We don't want to bifurcate the world into legacy switch and new switch.
Instead, we'd like to generalize switch, and then, where something makes
sense for (say) int switch but not for the general case, specify those
restrictions in terms of what's in the case labels. (For example (not
saying we will do this), take fallthrough. If we decided we were going
to kill fallthrough in patterns, rather than saying "no fallthrough in
pattern switch", we'd say "no falling into patterns of XYZ kind.")
The so-called-legacy switches have an interesting property; all their
cases, other than default, are mutually exclusive. (If you match "foo",
you can't match "bar".) This means that ordering is irrelevant (modulo
fallthrough.) OTOH, with more interesting switches, a case can subsume
another case, so its important that they be put in the right order
(having "case Object" before "case String" would mean the latter is
dead, and we treat this as an error.) In this light, "default" means
"case anything else", so if there's even a tiny bit of room for
confusion, it should go last.
What we do about existing switches is still open.
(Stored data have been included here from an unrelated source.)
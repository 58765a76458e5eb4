//! End-to-end cleaning run: load, locate header, extract, filter, merge.

use serde::Serialize;
use tracing::info;

use crate::error::{CleanError, Result};
use crate::loader::{StatementInput, load_and_combine};
use crate::output::{OutputArtifact, Preview};
use crate::session::Session;
use crate::stages::{extract, filter, header, spillover};
use crate::types::TransactionRecord;

/// Per-stage row counts for one run.
#[derive(Debug, Clone, Default, PartialEq, Eq, Serialize)]
pub struct CleanReport {
    pub inputs: usize,
    pub raw_rows: usize,
    pub header_row: usize,
    pub extracted: usize,
    pub dropped_blank: usize,
    pub dropped_banner: usize,
    pub dropped_header: usize,
    pub merged_spillover: usize,
    pub dropped_orphan_spillover: usize,
    pub records: usize,
}

/// Cleaned records in statement order, with the counts that produced them.
#[derive(Debug, Clone, PartialEq, Eq)]
pub struct CleanedTable {
    pub records: Vec<TransactionRecord>,
    pub report: CleanReport,
}

impl CleanedTable {
    pub fn len(&self) -> usize {
        self.records.len()
    }

    pub fn is_empty(&self) -> bool {
        self.records.is_empty()
    }

    pub fn preview(&self, limit: usize) -> Preview<'_> {
        Preview::new(&self.records, limit)
    }

    pub fn to_artifact(&self) -> Result<OutputArtifact> {
        OutputArtifact::from_records(&self.records)
    }
}

/// Run the whole pipeline over one or two statement exports.
///
/// Any error halts the run; nothing partial is returned.
pub fn clean(inputs: &[StatementInput]) -> Result<CleanedTable> {
    let table = load_and_combine(inputs)?;
    let (header_row, columns) = header::map_columns(&table)?;

    let mut records = extract::extract_rows(&table, header_row, &columns);
    let extracted = records.len();

    let noise = filter::remove_noise(&mut records);
    let (records, merge) = spillover::merge_spillover(records);

    let report = CleanReport {
        inputs: inputs.len(),
        raw_rows: table.len(),
        header_row,
        extracted,
        dropped_blank: noise.blank,
        dropped_banner: noise.banner,
        dropped_header: noise.header,
        merged_spillover: merge.merged,
        dropped_orphan_spillover: merge.orphaned,
        records: records.len(),
    };
    info!(records = report.records, "cleaning finished");

    Ok(CleanedTable { records, report })
}

/// [`clean`], but only for a session that has passed the access gate.
pub fn run_gated(session: &Session, inputs: &[StatementInput]) -> Result<CleanedTable> {
    if !session.is_authenticated() {
        return Err(CleanError::NotAuthenticated);
    }
    clean(inputs)
}

#[cfg(test)]
mod tests {
    use super::*;

    const HEADER: &str = ",Posting Date,,,,Effective Date,,,,Branch,Journal,Transaction Description,Amount,DB/CR,Balance";

    fn statement(body: &str) -> StatementInput {
        StatementInput::new(
            "statement.csv",
            format!("Account Statement\nAccount No,0012345\n{HEADER}\n{body}"),
        )
    }

    #[test]
    fn test_clean_merges_and_filters() {
        let input = statement(concat!(
            ",01/02/2024,,,,01/02/2024,,,,0998,J1,Wire transfer,500.00,D,1000\n",
            ",,,,,,,,,,,to vendor X,,,00\n",
            ",,,,,,,,,,,,,,\n",
            ",03/02/2024,,,,03/02/2024,,,,0998,J2,Salary,900.00,C,100900\n",
        ));
        let cleaned = clean(&[input]).unwrap();
        assert_eq!(cleaned.len(), 2);
        assert_eq!(cleaned.records[0].description, "Wire transfer to vendor X");
        assert_eq!(cleaned.records[0].balance, "100000");
        assert_eq!(cleaned.records[1].description, "Salary");

        let r = &cleaned.report;
        assert_eq!(r.raw_rows, 7);
        assert_eq!(r.header_row, 2);
        assert_eq!(r.extracted, 4);
        assert_eq!(r.dropped_blank, 1);
        assert_eq!(r.merged_spillover, 1);
        assert_eq!(r.records, 2);
    }

    #[test]
    fn test_missing_header_halts() {
        let input = StatementInput::new("noise.csv", "Account Statement\nfoo,bar\n");
        assert!(matches!(clean(&[input]), Err(CleanError::HeaderNotFound)));
    }

    #[test]
    fn test_gate_blocks_unauthenticated_session() {
        let input = statement(",01/02/2024,,,,01/02/2024,,,,0998,J1,Fee,1.00,D,5\n");
        let mut session = Session::new();
        assert!(matches!(
            run_gated(&session, std::slice::from_ref(&input)),
            Err(CleanError::NotAuthenticated)
        ));

        session.authenticate("pw", "pw");
        let cleaned = run_gated(&session, &[input]).unwrap();
        assert_eq!(cleaned.len(), 1);
    }

    #[test]
    fn test_output_is_deterministic() {
        let body = ",01/02/2024,,,,01/02/2024,,,,0998,J1,Fee,1.00,D,5\n";
        let a = clean(&[statement(body)]).unwrap().to_artifact().unwrap();
        let b = clean(&[statement(body)]).unwrap().to_artifact().unwrap();
        assert_eq!(a.bytes, b.bytes);
    }
}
For consistency[1],
we might want to remake the world to say "default goes last." But, this
has a cost (needless code churn, which will be viewed as ceremony), and
its not clear the consistency benefit is warranted. So we might say
something like "if any case label in the switch has a defined dominance
ordering with any other case label, default must be the last case."
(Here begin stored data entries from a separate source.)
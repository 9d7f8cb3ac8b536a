//! Configuration discovery and effective settings resolution.
//!
//! tidyhooks reads `tidyhooks.toml|yaml|yml` from the repository root (or
//! closest ancestor) and merges it with CLI flags to produce an `Effective`
//! config per hook.
//! Defaults:
//! - `output`: `human`
//! - `trailing-whitespace.markdown_linebreak_ext`: `md`, `markdown`
//! - `trailing-whitespace.no_markdown_linebreak_ext`: false
//! - `*.patterns`: empty (files come from the command line)
//!
//! Overrides precedence: CLI > config file > defaults. Markdown extensions
//! accumulate across all three layers.

use serde::Deserialize;
use std::fs;
use std::path::{Path, PathBuf};

use crate::cli::{RequirementsTxtArgs, TrailingWhitespaceArgs};
use crate::error::HookError;
use crate::utils;
use crate::whitespace::WhitespaceOptions;

const CONFIG_NAMES: [&str; 3] = ["tidyhooks.toml", "tidyhooks.yaml", "tidyhooks.yml"];

#[derive(Debug, Default, Deserialize, Clone)]
/// Section `[trailing-whitespace]`.
pub struct WhitespaceCfg {
    #[serde(default)]
    pub markdown_linebreak_ext: Vec<String>,
    pub no_markdown_linebreak_ext: Option<bool>,
    #[serde(default)]
    pub patterns: Vec<String>,
}

#[derive(Debug, Default, Deserialize, Clone)]
/// Section `[requirements-txt]`.
pub struct RequirementsCfg {
    #[serde(default)]
    pub patterns: Vec<String>,
}

#[derive(Debug, Default, Deserialize, Clone)]
/// Root configuration loaded from `tidyhooks.toml|yaml`.
pub struct HooksConfig {
    pub output: Option<String>,
    #[serde(default, rename = "trailing-whitespace")]
    pub trailing_whitespace: Option<WhitespaceCfg>,
    #[serde(default, rename = "requirements-txt")]
    pub requirements_txt: Option<RequirementsCfg>,
}

#[derive(Debug, Clone)]
/// Fully-resolved settings for one hook run after applying precedence.
pub struct Effective<O> {
    pub repo_root: PathBuf,
    pub output: String,
    pub files: Vec<PathBuf>,
    pub options: O,
}

/// Walk upward from `start` to detect the repository root.
///
/// Stops when a `tidyhooks.toml|yaml|yml` or a `.git` directory is found.
pub fn detect_repo_root(start: &Path) -> PathBuf {
    let mut cur = start;
    loop {
        if CONFIG_NAMES.iter().any(|n| cur.join(n).exists()) || cur.join(".git").exists() {
            return cur.to_path_buf();
        }
        match cur.parent() {
            Some(p) => cur = p,
            None => return start.to_path_buf(),
        }
    }
}

/// Load `HooksConfig` from `tidyhooks.toml` or `tidyhooks.yaml|yml` if present.
pub fn load_config(root: &Path) -> Result<Option<HooksConfig>, HookError> {
    let toml_path = root.join(CONFIG_NAMES[0]);
    if toml_path.exists() {
        let s = fs::read_to_string(&toml_path).map_err(|e| HookError::io(&toml_path, e))?;
        let cfg: HooksConfig = toml::from_str(&s).map_err(|e| HookError::Config {
            path: toml_path.clone(),
            message: e.to_string(),
        })?;
        return Ok(Some(cfg));
    }
    for yml in &CONFIG_NAMES[1..] {
        let p = root.join(yml);
        if p.exists() {
            let s = fs::read_to_string(&p).map_err(|e| HookError::io(&p, e))?;
            let cfg: HooksConfig = serde_yaml::from_str(&s).map_err(|e| HookError::Config {
                path: p.clone(),
                message: e.to_string(),
            })?;
            return Ok(Some(cfg));
        }
    }
    Ok(None)
}

fn discover(cli_repo_root: Option<&str>) -> Result<(PathBuf, HooksConfig), HookError> {
    let start = PathBuf::from(cli_repo_root.unwrap_or("."));
    let repo_root = detect_repo_root(&start);
    let cfg = load_config(&repo_root)?;
    if cfg.is_none() {
        tracing::debug!(root = %repo_root.display(), "no tidyhooks config found; using defaults");
    }
    Ok((repo_root, cfg.unwrap_or_default()))
}

fn resolve_output(cli_output: Option<&str>, cfg: &HooksConfig) -> String {
    cli_output
        .map(|s| s.to_string())
        .or_else(|| cfg.output.clone())
        .unwrap_or_else(|| "human".to_string())
}

fn resolve_files(
    repo_root: &Path,
    cli_files: &[PathBuf],
    patterns: &[String],
) -> Result<Vec<PathBuf>, HookError> {
    if !cli_files.is_empty() {
        return Ok(cli_files.to_vec());
    }
    utils::collect_targets(repo_root, patterns)
}

/// Resolve trailing-whitespace settings against an already loaded config.
pub fn resolve_whitespace_with(
    args: &TrailingWhitespaceArgs,
    repo_root: PathBuf,
    cfg: &HooksConfig,
) -> Result<Effective<WhitespaceOptions>, HookError> {
    let section = cfg.trailing_whitespace.clone().unwrap_or_default();

    let mut tokens = section.markdown_linebreak_ext.clone();
    tokens.extend(args.markdown_linebreak_ext.iter().cloned());

    let no_markdown = args.no_markdown_linebreak_ext
        || section.no_markdown_linebreak_ext.unwrap_or(false);
    let options = WhitespaceOptions::from_tokens(&tokens, no_markdown)?;
    let files = resolve_files(&repo_root, &args.files, &section.patterns)?;

    Ok(Effective {
        output: resolve_output(args.output.as_deref(), cfg),
        repo_root,
        files,
        options,
    })
}

/// Resolve trailing-whitespace settings, discovering the config file.
pub fn resolve_whitespace(
    args: &TrailingWhitespaceArgs,
) -> Result<Effective<WhitespaceOptions>, HookError> {
    let (repo_root, cfg) = discover(args.repo_root.as_deref())?;
    resolve_whitespace_with(args, repo_root, &cfg)
}

/// Resolve requirements-txt settings against an already loaded config.
pub fn resolve_requirements_with(
    args: &RequirementsTxtArgs,
    repo_root: PathBuf,
    cfg: &HooksConfig,
) -> Result<Effective<()>, HookError> {
    let patterns = cfg
        .requirements_txt
        .as_ref()
        .map(|r| r.patterns.clone())
        .unwrap_or_default();
    let files = resolve_files(&repo_root, &args.files, &patterns)?;
    Ok(Effective {
        output: resolve_output(args.output.as_deref(), cfg),
        repo_root,
        files,
        options: (),
    })
}

/// Resolve requirements-txt settings, discovering the config file.
pub fn resolve_requirements(args: &RequirementsTxtArgs) -> Result<Effective<()>, HookError> {
    let (repo_root, cfg) = discover(args.repo_root.as_deref())?;
    resolve_requirements_with(args, repo_root, &cfg)
}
That way old code continues to work, but once you migrate to nontrivial
patterns (which involves source changes anyway), you need to put things
right. This seems a good compromise.
For expression switch, we can be a little stricter, since there's no
existing code. On the other hand, its good to have the same set of
rules for expression and statement switch (all things being equal). So
this could go either way.
[1] Language-evolution arguments that start with "for consistency, ..."
are usually weak.
> > in the case of an enum switch that covers all known cases, a default
> clause can be inserted by the compiler that indicates that the enum
> definition has changed between compile time and runtime
>
> This sounds great, but note that it makes adding values to an enum a
> potentially source-incompatible change. Pattern switches that handle
> all values of an enum will need to be updated to handle the new value,
> or to have an explicit default.
Yes, but that doesn't bother me so much. Adding a member to an enum
that is exposed across compilation unit boundaries should be an unusual
case. If someone has explicitly coded defensively to deal with this,
great. If they haven't, having their switch code break when someone
else changes an assumption out from under them is a good thing.
Users (rightly) find it irritating that, when they define an enum:
enum TrafficLight { RED, YELLOW, GREEN }
that they constantly have to deal with "might be some other color." Not
all enums have this characteristic, but many do, and I think its
reasonable to let users err on the side of this assumption. They can
always code an explicit default if they want.